── STUDY MATERIAL ──
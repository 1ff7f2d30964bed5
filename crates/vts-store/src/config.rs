//! Vault client configuration

use std::time::Duration;

/// Connection settings for [`VaultRecordStore`](crate::VaultRecordStore)
#[derive(Debug, Clone)]
pub struct StoreConfig {
    /// Vault address, without the `/v1` suffix
    pub addr: String,

    /// Sent as `X-Vault-Token` when present
    pub token: Option<String>,

    /// Sent as `X-Vault-Namespace` when present
    pub namespace: Option<String>,

    /// Request timeout
    pub timeout: Duration,

    /// Attempts per request, including the first
    pub retry_attempts: u32,

    /// Initial retry delay, doubled on every further attempt
    pub retry_delay: Duration,

    pub user_agent: String,
}

impl StoreConfig {
    pub fn new(addr: impl Into<String>) -> Self {
        Self {
            addr: addr.into().trim_end_matches('/').to_string(),
            token: None,
            namespace: None,
            timeout: Duration::from_secs(30),
            retry_attempts: 3,
            retry_delay: Duration::from_millis(100),
            user_agent: format!("vts/{}", env!("CARGO_PKG_VERSION")),
        }
    }

    pub fn with_token(mut self, token: impl Into<String>) -> Self {
        let token = token.into();
        self.token = (!token.is_empty()).then_some(token);
        self
    }

    pub fn with_namespace(mut self, namespace: impl Into<String>) -> Self {
        let namespace = namespace.into();
        self.namespace = (!namespace.is_empty()).then_some(namespace);
        self
    }

    pub fn with_timeout(mut self, timeout: Duration) -> Self {
        self.timeout = timeout;
        self
    }

    pub fn with_retry(mut self, attempts: u32, delay: Duration) -> Self {
        self.retry_attempts = attempts.max(1);
        self.retry_delay = delay;
        self
    }

    /// Full URL for an API path such as `transform/role/payments`
    pub fn api_url(&self, path: &str) -> String {
        format!("{}/v1/{}", self.addr, path.trim_start_matches('/'))
    }
}

impl Default for StoreConfig {
    fn default() -> Self {
        Self::new("http://127.0.0.1:8200")
    }
}

#[cfg(test)]
mod tests {
    use super::*;

    #[test]
    fn test_api_url_normalizes_slashes() {
        let config = StoreConfig::new("http://vault:8200/");
        assert_eq!(config.api_url("/transform/role/a"), "http://vault:8200/v1/transform/role/a");
    }

    #[test]
    fn test_empty_token_and_namespace_are_unset() {
        let config = StoreConfig::default().with_token("").with_namespace("");
        assert!(config.token.is_none());
        assert!(config.namespace.is_none());
    }

    #[test]
    fn test_retry_attempts_never_zero() {
        let config = StoreConfig::default().with_retry(0, Duration::from_millis(1));
        assert_eq!(config.retry_attempts, 1);
    }
}
//! Shared editor plumbing: form state and primary save.

use async_trait::async_trait;
use std::sync::Arc;
use tracing::info;

use vts_common::{
    is_wildcard, validate_identifier, EditIntent, RecordError, RecordKind, ReciprocalResult, Role,
    SaveMode, Transformation,
};
use vts_store::RecordStore;

use super::EditorError;
use crate::advisory::{Advisory, AdvisoryKind};
use crate::diff::{all_added, diff_memberships};
use crate::notification::NotificationSink;

/// A record whose membership list is mirrored on its peers
#[async_trait]
pub trait EditableRecord: Clone + Send + Sync {
    const KIND: RecordKind;

    fn id(&self) -> &str;

    fn set_backend(&mut self, backend: &str);

    /// The membership list peers mirror
    fn members(&self) -> Vec<String>;

    /// Write the record itself
    async fn persist(&self, store: &dyn RecordStore, mode: SaveMode) -> vts_store::Result<()>;
}

#[async_trait]
impl EditableRecord for Role {
    const KIND: RecordKind = RecordKind::Role;

    fn id(&self) -> &str {
        &self.id
    }

    fn set_backend(&mut self, backend: &str) {
        self.backend = backend.to_string();
    }

    fn members(&self) -> Vec<String> {
        self.transformation_ids()
    }

    async fn persist(&self, store: &dyn RecordStore, mode: SaveMode) -> vts_store::Result<()> {
        match mode {
            SaveMode::Create => store.create_role(self).await,
            SaveMode::Update => store.save_role(self).await,
        }
    }
}

#[async_trait]
impl EditableRecord for Transformation {
    const KIND: RecordKind = RecordKind::Transformation;

    fn id(&self) -> &str {
        &self.id
    }

    fn set_backend(&mut self, backend: &str) {
        self.backend = backend.to_string();
    }

    fn members(&self) -> Vec<String> {
        self.allowed_role_ids()
    }

    async fn persist(&self, store: &dyn RecordStore, mode: SaveMode) -> vts_store::Result<()> {
        match mode {
            SaveMode::Create => store.create_transformation(self).await,
            SaveMode::Update => store.save_transformation(self).await,
        }
    }
}

/// Reject membership entries that cannot name a peer record. Wildcards pass.
pub(crate) fn validate_members<I: AsRef<str>>(
    members: impl IntoIterator<Item = I>,
) -> Result<(), RecordError> {
    members.into_iter().try_for_each(|member| {
        let member = member.as_ref();
        if is_wildcard(member) {
            Ok(())
        } else {
            validate_identifier(member)
        }
    })
}

/// The record being edited plus its membership as of load time
#[derive(Debug, Clone)]
pub struct FormState<R> {
    model: R,
    initial: Option<Vec<String>>,
}

impl<R: EditableRecord> FormState<R> {
    /// A record read from the store; its current members become the snapshot
    pub fn loaded(model: R) -> Self {
        let initial = Some(model.members());
        Self { model, initial }
    }

    /// A record that does not exist yet; there is no snapshot
    pub fn fresh(model: R) -> Self {
        Self { model, initial: None }
    }

    pub fn model(&self) -> &R {
        &self.model
    }

    pub fn model_mut(&mut self) -> &mut R {
        &mut self.model
    }

    pub fn initial_members(&self) -> Option<&[String]> {
        self.initial.as_deref()
    }

    pub fn has_snapshot(&self) -> bool {
        self.initial.is_some()
    }

    /// Reciprocal edits implied by the changes since the snapshot
    pub fn intents(&self) -> Vec<EditIntent> {
        let current = self.model.members();
        match &self.initial {
            Some(initial) => diff_memberships(initial, &current),
            None => all_added(&current),
        }
    }

    /// Save the record itself. Reconciliation must only follow an `Ok`.
    pub async fn apply_changes(&self, store: &dyn RecordStore, mode: SaveMode) -> Result<(), EditorError> {
        validate_members(self.model.members())?;

        self.model
            .persist(store, mode)
            .await
            .map_err(|source| EditorError::PrimarySave {
                kind: R::KIND,
                id: self.model.id().to_string(),
                source,
            })?;

        info!(kind = %R::KIND, id = self.model.id(), ?mode, "Saved record");
        Ok(())
    }

    /// Take the saved membership as the new snapshot
    pub fn commit(&mut self) {
        self.initial = Some(self.model.members());
    }
}

/// Collaborators shared by both editors
#[derive(Clone)]
pub struct EditorBase {
    store: Arc<dyn RecordStore>,
    notifier: Arc<dyn NotificationSink>,
    backend: String,
}

impl EditorBase {
    pub fn new(
        store: Arc<dyn RecordStore>,
        notifier: Arc<dyn NotificationSink>,
        backend: impl Into<String>,
    ) -> Self {
        Self {
            store,
            notifier,
            backend: backend.into().trim_matches('/').to_string(),
        }
    }

    pub fn store(&self) -> &dyn RecordStore {
        self.store.as_ref()
    }

    pub fn backend(&self) -> &str {
        &self.backend
    }

    /// Build the advisory and deliver it as a sticky notice
    pub(crate) async fn notify(
        &self,
        kind: AdvisoryKind,
        source: String,
        results: &[ReciprocalResult],
    ) -> Advisory {
        let advisory = Advisory::new(kind, source, results);
        self.notifier.sticky_info(&advisory).await;
        advisory
    }
}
───
YOUR ASSIGNMENT - Using the listing above, write every line out again exactly.

EXERCISE RESULT -
repository 1ff7f2d30964bed5
filename crates/vts-store/src/config.rs
//! Vault client configuration

use std::time::Duration;

/// Connection settings for [`VaultRecordStore`](crate::VaultRecordStore)
#[derive(Debug, Clone)]
pub struct StoreConfig {
    /// Vault address, without the `/v1` suffix
    pub addr: String,

    /// Sent as `X-Vault-Token` when present
    pub token: Option<String>,

    /// Sent as `X-Vault-Namespace` when present
    pub namespace: Option<String>,

    /// Request timeout
    pub timeout: Duration,

    /// Attempts per request, including the first
    pub retry_attempts: u32,

    /// Initial retry delay, doubled on every further attempt
    pub retry_delay: Duration,

    pub user_agent: String,
}

impl StoreConfig {
    pub fn new(addr: impl Into<String>) -> Self {
        Self {
            addr: addr.into().trim_end_matches('/').to_string(),
            token: None,
            namespace: None,
            timeout: Duration::from_secs(30),
            retry_attempts: 3,
            retry_delay: Duration::from_millis(100),
            user_agent: format!("vts/{}", env!("CARGO_PKG_VERSION")),
        }
    }

    pub fn with_token(mut self, token: impl Into<String>) -> Self {
        let token = token.into();
        self.token = (!token.is_empty()).then_some(token);
        self
    }

    pub fn with_namespace(mut self, namespace: impl Into<String>) -> Self {
        let namespace = namespace.into();
        self.namespace = (!namespace.is_empty()).then_some(namespace);
        self
    }

    pub fn with_timeout(mut self, timeout: Duration) -> Self {
        self.timeout = timeout;
        self
    }

    pub fn with_retry(mut self, attempts: u32, delay: Duration) -> Self {
        self.retry_attempts = attempts.max(1);
        self.retry_delay = delay;
        self
    }

    /// Full URL for an API path such as `transform/role/payments`
    pub fn api_url(&self, path: &str) -> String {
        format!("{}/v1/{}", self.addr, path.trim_start_matches('/'))
    }
}

impl Default for StoreConfig {
    fn default() -> Self {
        Self::new("http://127.0.0.1:8200")
    }
}

#[cfg(test)]
mod tests {
    use super::*;

    #[test]
    fn test_api_url_normalizes_slashes() {
        let config = StoreConfig::new("http://vault:8200/");
        assert_eq!(config.api_url("/transform/role/a"), "http://vault:8200/v1/transform/role/a");
    }

    #[test]
    fn test_empty_token_and_namespace_are_unset() {
        let config = StoreConfig::default().with_token("").with_namespace("");
        assert!(config.token.is_none());
        assert!(config.namespace.is_none());
    }

    #[test]
    fn test_retry_attempts_never_zero() {
        let config = StoreConfig::default().with_retry(0, Duration::from_millis(1));
        assert_eq!(config.retry_attempts, 1);
    }
}
//! Shared editor plumbing: form state and primary save.

use async_trait::async_trait;
use std::sync::Arc;
use tracing::info;

use vts_common::{
    is_wildcard, validate_identifier, EditIntent, RecordError, RecordKind, ReciprocalResult, Role,
    SaveMode, Transformation,
};
use vts_store::RecordStore;

use super::EditorError;
use crate::advisory::{Advisory, AdvisoryKind};
use crate::diff::{all_added, diff_memberships};
use crate::notification::NotificationSink;

/// A record whose membership list is mirrored on its peers
#[async_trait]
pub trait EditableRecord: Clone + Send + Sync {
    const KIND: RecordKind;

    fn id(&self) -> &str;

    fn set_backend(&mut self, backend: &str);

    /// The membership list peers mirror
    fn members(&self) -> Vec<String>;

    /// Write the record itself
    async fn persist(&self, store: &dyn RecordStore, mode: SaveMode) -> vts_store::Result<()>;
}

#[async_trait]
impl EditableRecord for Role {
    const KIND: RecordKind = RecordKind::Role;

    fn id(&self) -> &str {
        &self.id
    }

    fn set_backend(&mut self, backend: &str) {
        self.backend = backend.to_string();
    }

    fn members(&self) -> Vec<String> {
        self.transformation_ids()
    }

    async fn persist(&self, store: &dyn RecordStore, mode: SaveMode) -> vts_store::Result<()> {
        match mode {
            SaveMode::Create => store.create_role(self).await,
            SaveMode::Update => store.save_role(self).await,
        }
    }
}

#[async_trait]
impl EditableRecord for Transformation {
    const KIND: RecordKind = RecordKind::Transformation;

    fn id(&self) -> &str {
        &self.id
    }

    fn set_backend(&mut self, backend: &str) {
        self.backend = backend.to_string();
    }

    fn members(&self) -> Vec<String> {
        self.allowed_role_ids()
    }

    async fn persist(&self, store: &dyn RecordStore, mode: SaveMode) -> vts_store::Result<()> {
        match mode {
            SaveMode::Create => store.create_transformation(self).await,
            SaveMode::Update => store.save_transformation(self).await,
        }
    }
}

/// Reject membership entries that cannot name a peer record. Wildcards pass.
pub(crate) fn validate_members<I: AsRef<str>>(
    members: impl IntoIterator<Item = I>,
) -> Result<(), RecordError> {
    members.into_iter().try_for_each(|member| {
        let member = member.as_ref();
        if is_wildcard(member) {
            Ok(())
        } else {
            validate_identifier(member)
        }
    })
}

/// The record being edited plus its membership as of load time
#[derive(Debug, Clone)]
pub struct FormState<R> {
    model: R,
    initial: Option<Vec<String>>,
}

impl<R: EditableRecord> FormState<R> {
    /// A record read from the store; its current members become the snapshot
    pub fn loaded(model: R) -> Self {
        let initial = Some(model.members());
        Self { model, initial }
    }

    /// A record that does not exist yet; there is no snapshot
    pub fn fresh(model: R) -> Self {
        Self { model, initial: None }
    }

    pub fn model(&self) -> &R {
        &self.model
    }

    pub fn model_mut(&mut self) -> &mut R {
        &mut self.model
    }

    pub fn initial_members(&self) -> Option<&[String]> {
        self.initial.as_deref()
    }

    pub fn has_snapshot(&self) -> bool {
        self.initial.is_some()
    }

    /// Reciprocal edits implied by the changes since the snapshot
    pub fn intents(&self) -> Vec<EditIntent> {
        let current = self.model.members();
        match &self.initial {
            Some(initial) => diff_memberships(initial, &current),
            None => all_added(&current),
        }
    }

    /// Save the record itself. Reconciliation must only follow an `Ok`.
    pub async fn apply_changes(&self, store: &dyn RecordStore, mode: SaveMode) -> Result<(), EditorError> {
        validate_members(self.model.members())?;

        self.model
            .persist(store, mode)
            .await
            .map_err(|source| EditorError::PrimarySave {
                kind: R::KIND,
                id: self.model.id().to_string(),
                source,
            })?;

        info!(kind = %R::KIND, id = self.model.id(), ?mode, "Saved record");
        Ok(())
    }

    /// Take the saved membership as the new snapshot
    pub fn commit(&mut self) {
        self.initial = Some(self.model.members());
    }
}

/// Collaborators shared by both editors
#[derive(Clone)]
pub struct EditorBase {
    store: Arc<dyn RecordStore>,
    notifier: Arc<dyn NotificationSink>,
    backend: String,
}

impl EditorBase {
    pub fn new(
        store: Arc<dyn RecordStore>,
        notifier: Arc<dyn NotificationSink>,
        backend: impl Into<String>,
    ) -> Self {
        Self {
            store,
            notifier,
            backend: backend.into().trim_matches('/').to_string(),
        }
    }

    pub fn store(&self) -> &dyn RecordStore {
        self.store.as_ref()
    }

    pub fn backend(&self) -> &str {
        &self.backend
    }

    /// Build the advisory and deliver it as a sticky notice
    pub(crate) async fn notify(
        &self,
        kind: AdvisoryKind,
        source: String,
        results: &[ReciprocalResult],
    ) -> Advisory {
        let advisory = Advisory::new(kind, source, results);
        self.notifier.sticky_info(&advisory).await;
        advisory
    }
}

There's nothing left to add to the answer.